For those who have experienced recent trauma, treatment can effectively use the brain’s own memory updating mechanisms simply by prompting the person to recall the traumatic memory. However, the same thing cannot be done with trauma that occurred further in the past. In order to enable memory updating, the researchers utilized epigenetics, or the chemical modifications that influence gene expression.
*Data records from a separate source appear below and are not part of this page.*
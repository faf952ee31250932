use crate::classifier::Classifier;
use crate::data::Data;
use crate::error::{GafsError, Result};
use crate::fitness;
use crate::utils::column_variances;
use log::{debug, info};
use serde::{Deserialize, Serialize};

#[derive(Clone, Debug, Serialize, Deserialize, PartialEq)]
pub struct VarianceFilterResult {
    pub threshold: f64,
    pub accuracy: f64,
    pub selected_features: Vec<String>,
    pub removed_features: Vec<String>,
}

impl VarianceFilterResult {
    /// No feature kept and nothing evaluated
    fn nothing_kept(threshold: f64, data: &Data) -> VarianceFilterResult {
        VarianceFilterResult {
            threshold,
            accuracy: 0.0,
            selected_features: Vec::new(),
            removed_features: data.features.clone(),
        }
    }
}

/// Keeps the training columns whose population variance reaches `threshold`
/// (inclusive) and reports the held-out accuracy of a classifier trained on them.
///
/// Features are never modified, only kept or dropped. When no column survives
/// or the classifier cannot be trained, the accuracy is 0.0 and every feature
/// is reported as removed.
pub fn variance_threshold<C: Classifier>(
    data: &Data,
    threshold: f64,
    classifier: &C,
) -> Result<VarianceFilterResult> {
    if threshold.is_nan() {
        return Err(GafsError::Configuration(format!(
            "Invalid variance threshold {}. Must be a number.",
            threshold
        )));
    }

    let variances = column_variances(&data.X_train, data.feature_len);
    let kept: Vec<usize> = variances
        .iter()
        .enumerate()
        .filter(|(_, &v)| v >= threshold)
        .map(|(j, _)| j)
        .collect();
    debug!("Feature variances: {:?}", variances);

    if kept.is_empty() {
        info!("No feature reaches a variance of {}", threshold);
        return Ok(VarianceFilterResult::nothing_kept(threshold, data));
    }

    let (X_train, X_test) = data.select_columns(&kept);
    let accuracy = match fitness::fit_and_score(classifier, &X_train, &data.y_train, &X_test, &data.y_test)
    {
        Ok(accuracy) => accuracy,
        Err(e) => {
            debug!("Variance threshold evaluation failed, accuracy set to 0: {}", e);
            return Ok(VarianceFilterResult::nothing_kept(threshold, data));
        }
    };

    let removed: Vec<usize> = (0..data.feature_len).filter(|j| !kept.contains(j)).collect();
    info!(
        "Variance threshold {} kept {}/{} features, accuracy {:.4}",
        threshold,
        kept.len(),
        data.feature_len,
        accuracy
    );

    Ok(VarianceFilterResult {
        threshold,
        accuracy,
        selected_features: data.feature_names(&kept),
        removed_features: data.feature_names(&removed),
    })
}

#[cfg(test)]
mod tests {
    use super::*;
    use crate::classifier::SgdClassifier;
    use crate::param;

    #[derive(Clone)]
    struct FailingClassifier;

    impl Classifier for FailingClassifier {
        fn fit(&mut self, _X: &[Vec<f64>], _y: &[usize]) -> std::result::Result<(), String> {
            Err("cannot fit".to_string())
        }
        fn score(&self, _X: &[Vec<f64>], _y: &[usize]) -> std::result::Result<f64, String> {
            unreachable!()
        }
    }

    fn classifier() -> SgdClassifier {
        SgdClassifier::new(&param::Classifier::default())
    }

    #[test]
    fn test_zero_threshold_keeps_every_feature_including_constant_ones() {
        let data = Data::test();
        let result = variance_threshold(&data, 0.0, &classifier()).unwrap();
        assert_eq!(result.selected_features, vec!["f0", "f1", "constant"]);
        assert!(result.removed_features.is_empty());
        assert!((0.0..=1.0).contains(&result.accuracy));
        assert_eq!(result.threshold, 0.0);
    }

    #[test]
    fn test_small_threshold_drops_constant_feature() {
        let data = Data::test();
        let result = variance_threshold(&data, 1e-6, &classifier()).unwrap();
        assert_eq!(result.selected_features, vec!["f0", "f1"]);
        assert_eq!(result.removed_features, vec!["constant"]);
    }

    #[test]
    fn test_threshold_is_inclusive() {
        let mut data = Data::test();
        // f0 variance on these rows is exactly 1.0, f1 stays just below
        data.X_train = vec![
            vec![0.0, 1.0, 5.0],
            vec![2.0, 1.2, 5.0],
            vec![0.0, 0.9, 5.0],
            vec![2.0, 3.0, 5.0],
            vec![0.0, 3.1, 5.0],
            vec![2.0, 2.9, 5.0],
        ];
        let result = variance_threshold(&data, 1.0, &classifier()).unwrap();
        assert_eq!(result.selected_features, vec!["f0"]);
        assert_eq!(result.removed_features, vec!["f1", "constant"]);
    }

    #[test]
    fn test_threshold_above_every_variance_removes_everything() {
        let data = Data::test();
        let result = variance_threshold(&data, 1e9, &classifier()).unwrap();
        assert_eq!(result.accuracy, 0.0);
        assert!(result.selected_features.is_empty());
        assert_eq!(result.removed_features, data.features);
    }

    #[test]
    fn test_classifier_failure_reports_all_features_removed() {
        let data = Data::test();
        let result = variance_threshold(&data, 0.0, &FailingClassifier).unwrap();
        assert_eq!(result.accuracy, 0.0);
        assert!(result.selected_features.is_empty(), "a failed evaluation selects nothing");
        assert_eq!(result.removed_features.len(), data.feature_len);
    }

    #[test]
    fn test_nan_threshold_is_a_configuration_error() {
        let data = Data::test();
        assert!(variance_threshold(&data, f64::NAN, &classifier()).unwrap_err().is_configuration());
    }

    #[test]
    fn test_infinite_thresholds_go_through_the_comparison() {
        let data = Data::test();
        let none = variance_threshold(&data, f64::INFINITY, &classifier()).unwrap();
        assert_eq!(none.accuracy, 0.0);
        assert!(none.selected_features.is_empty());
        assert_eq!(none.removed_features, data.features);

        let all = variance_threshold(&data, f64::NEG_INFINITY, &classifier()).unwrap();
        assert_eq!(all.selected_features, data.features);
        assert!(all.removed_features.is_empty());
    }

    #[test]
    fn test_variance_filter_is_deterministic() {
        let data = Data::test();
        let r1 = variance_threshold(&data, 0.01, &classifier()).unwrap();
        let r2 = variance_threshold(&data, 0.01, &classifier()).unwrap();
        assert_eq!(r1, r2);
    }
}
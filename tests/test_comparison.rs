/// Integration tests for the variance filter and the comparison of both strategies
///
/// Run with: cargo test --test test_comparison -- --nocapture
use gafs::api;
use gafs::data::Data;
use gafs::experiment::ComparisonReport;
use gafs::param::Param;
use gafs::{run_comparison, run_variance_threshold};
use serde_json::json;

const CSV: &str = "id,f1,f2,f3,label\n\
    1,0.10,2.0,10.5,neg\n\
    2,0.20,2.2,11.0,neg\n\
    3,0.15,1.9,10.0,neg\n\
    4,0.12,2.1,10.8,neg\n\
    5,0.90,4.0,10.2,pos\n\
    6,0.80,4.2,11.1,pos\n\
    7,0.85,3.9,10.4,pos\n\
    8,0.95,4.1,10.9,pos\n\
    9,0.18,2.05,10.6,neg\n\
    10,0.88,4.05,10.3,pos\n";

fn test_params() -> Param {
    let mut param = Param::default();
    param.general.seed = 42;
    param.general.display_colorful = false;
    param.ga.population_size = 6;
    param.ga.max_generations = 4;
    param
}

fn temp_path(name: &str) -> String {
    std::env::temp_dir()
        .join(format!("gafs_it_{}_{}", std::process::id(), name))
        .to_string_lossy()
        .to_string()
}

#[test]
fn test_variance_zero_threshold_keeps_every_feature() {
    let mut param = test_params();
    param.variance.threshold = 0.0;
    let data = Data::from_csv_str(CSV, 4, Some(0), &param).unwrap();

    let result = run_variance_threshold(&data, &param).unwrap();
    assert_eq!(result.selected_features, vec!["f1", "f2", "f3"]);
    assert!(result.removed_features.is_empty(), "no column is constant");
    assert!((0.0..=1.0).contains(&result.accuracy));
}

#[test]
fn test_variance_threshold_above_every_variance_removes_everything() {
    let mut param = test_params();
    param.variance.threshold = 1e6;
    let data = Data::from_csv_str(CSV, 4, Some(0), &param).unwrap();

    let result = run_variance_threshold(&data, &param).unwrap();
    assert_eq!(result.accuracy, 0.0);
    assert!(result.selected_features.is_empty());
    assert_eq!(result.removed_features, vec!["f1", "f2", "f3"]);
}

#[test]
fn test_variance_threshold_request() {
    let request = json!({"csvData": CSV, "targetColumn": 4, "idColumn": 0, "threshold": 0.01});
    let response = api::handle_run_variance_threshold(&request, &test_params());

    assert!(response.get("error").is_none(), "unexpected error: {}", response);
    assert_eq!(response["thresholdUsed"], json!(0.01));
    assert_eq!(response["numFeaturesTotal"], json!(3));
    assert_eq!(response["rows"], json!(10));
    assert_eq!(response["idColumn"], json!("id"));
    let selected = response["numFeaturesSelected"].as_u64().unwrap();
    let removed = response["removedFeatures"].as_array().unwrap().len() as u64;
    assert_eq!(selected + removed, 3);
}

#[test]
fn test_comparison_runs_both_strategies() {
    let mut param = test_params();
    param.variance.threshold = 0.0;
    let data = Data::from_csv_str(CSV, 4, Some(0), &param).unwrap();

    let report = run_comparison(&data, &param).unwrap();
    assert_eq!(report.dataset.rows, 10);
    assert_eq!(report.dataset.num_features_total, 3);
    assert_eq!(report.dataset.target, "label");
    assert_eq!(report.dataset.id_column.as_deref(), Some("id"));
    assert_eq!(report.ga.best_mask.len(), 3);
    assert!(report.ga.history.len() <= param.ga.max_generations);
    assert_eq!(report.variance.selected_features.len(), 3);
    assert!(report.version.contains('#'));
}

#[test]
fn test_comparison_report_is_saved_when_requested() {
    let mut param = test_params();
    param.general.save_exp = temp_path("comparison.bin");
    let data = Data::from_csv_str(CSV, 4, Some(0), &param).unwrap();

    let report = run_comparison(&data, &param).unwrap();
    let loaded = ComparisonReport::load_auto(&param.general.save_exp).unwrap();
    assert_eq!(loaded, report, "the saved report should be loaded back unchanged");
    std::fs::remove_file(&param.general.save_exp).unwrap();
}

#[test]
fn test_comparison_request_shape() {
    let request = json!({
        "csvData": CSV,
        "targetColumn": 4,
        "popSize": 4,
        "maxGen": 2,
        "vtThreshold": "0.05"
    });
    let response = api::handle_run_comparison(&request, &test_params());

    assert!(response.get("error").is_none(), "unexpected error: {}", response);
    assert_eq!(response["dataset"]["numFeaturesTotal"], json!(4), "without id column, id is a feature");
    assert!(response["dataset"].get("idColumn").is_none());
    assert_eq!(response["ga"]["bestFitness"], response["ga"]["accuracy"]);
    assert!(response["ga"]["generations"].as_u64().unwrap() <= 2);
    assert_eq!(response["varianceThreshold"]["thresholdUsed"], json!(0.05));
    assert!(response["varianceThreshold"]["execTimeSeconds"].as_f64().unwrap() >= 0.0);
}

#[test]
fn test_error_responses() {
    let param = test_params();

    let response = api::handle_run_comparison(&json!({"csvData": CSV}), &param);
    assert_eq!(response, json!({"error": "Target column must be specified"}));

    let response = api::handle_run_comparison(&json!({"csvData": "a,b,label\n1,2,x\n", "targetColumn": 2}), &param);
    assert_eq!(response, json!({"error": "Not enough valid data rows after cleaning"}));

    let response = api::handle_run_comparison(&json!({"csvData": CSV, "targetColumn": 4, "crossRate": 2.0}), &param);
    assert!(response["error"].as_str().unwrap().contains("crossover rate"));

    let response = api::handle_run_comparison(&json!({"csvData": CSV, "targetColumn": 4, "vtThreshold": "high"}), &param);
    assert!(response["error"].as_str().unwrap().contains("vtThreshold"));
}
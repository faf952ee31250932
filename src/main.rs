use chrono::Local;
use flexi_logger::{Duplicate, FileSpec, Logger, LoggerHandle};
use gafs::api::{self, RequestKind};
use gafs::param::{self, Param};
use log::{error, info};
use std::env;
use std::error::Error;
use std::process;

const USAGE: &str = "Usage: gafs <ga|variance|compare> <request.json> [param.yaml]";

fn main() {
    if let Err(e) = run() {
        eprintln!("{}", e);
        process::exit(1);
    }
}

fn run() -> Result<(), Box<dyn Error>> {
    let args: Vec<String> = env::args().collect();
    if args.len() < 3 {
        return Err(USAGE.into());
    }

    let kind: RequestKind = args[1].parse()?;
    let param = match args.get(3) {
        Some(param_file) => param::get(param_file.clone())?,
        None => {
            let mut param = Param::default();
            param::validate(&mut param)?;
            param
        }
    };

    let _logger = init_logger(&param)?;
    info!("gafs v{}", gafs::experiment::version());

    let request: serde_json::Value = serde_json::from_str(&std::fs::read_to_string(&args[2])?)?;
    let response = api::handle(kind, &request, &param);
    println!("{}", serde_json::to_string_pretty(&response)?);

    if let Some(message) = response.get("error") {
        error!("{} failed: {}", kind, message);
        process::exit(2);
    }
    Ok(())
}

/// Logs to `{log_base}_{timestamp}.{log_suffix}` (duplicated on stderr) when a
/// log base is configured, to stderr otherwise.
fn init_logger(param: &Param) -> Result<LoggerHandle, Box<dyn Error>> {
    let logger = Logger::try_with_str(&param.general.log_level)?;
    let handle = if param.general.log_base.is_empty() {
        logger.start()?
    } else {
        let timestamp = Local::now().format("%Y-%m-%d_%H-%M-%S").to_string();
        logger
            .log_to_file(
                FileSpec::default()
                    .basename(param.general.log_base.clone())
                    .suppress_timestamp()
                    .discriminant(timestamp)
                    .suffix(param.general.log_suffix.clone()),
            )
            .duplicate_to_stderr(Duplicate::Info)
            .start()?
    };
    Ok(handle)
}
There is a gene in the brain that is important in memory updating but only works after it’s modified. Usually, there is something (more specifically, something called a histone deacetylase, HDAC2) that sits on that gene and prevents it from being modified. The brain activity that occurs when a person is recalling a recent memory results in HDAC2 falling off, freeing the gene to update memories. But when a person is recalling a more remote memory, there is less of the necessary brain activity, so the HDAC2 stays on and the gene can’t update memory. What the researchers did was use an inhibitor of HDAC2, so even though there wasn’t enough brain activity to cause HDAC2 to fall off, the gene could still be modified because the inhibitor prevented HDAC2 from working. Therefore, they were able to facilitate memory updating even in remote memories.
It’s a complicated bit of science, but what it boils down to is that memories that have been with us for years can be diminished and perhaps even erased, as the memory updating makes the brain “more capable of forming very strong new memories that will override the old fearful memories.” It holds promise for those that have experienced trauma and wish to be rid of it, but it also has some perils. We have memories for a reason, after all. Evolutionarily, they have helped us avoid danger, to remember what berries will kill and what paths to avoid. Even today, they protect us. A child who has a nut allergy and went to the emergency room after eating a spoonful of peanut butter has (hopefully) learned a valuable lesson.
There are times when memories can harm us, yes, but can the solution really be to override the memory completely? Given how little we know about the brain, the chances of using this research on humans in the near future is slight—the brain is a delicate thing, and one tweak could result in a malfunction of the entire, elaborate machinery. We do not yet have the knowledge to claim mastery over the mind—or even our own memory. This is one step in that direction, though, and like with all new advances, it holds great risk and great reward.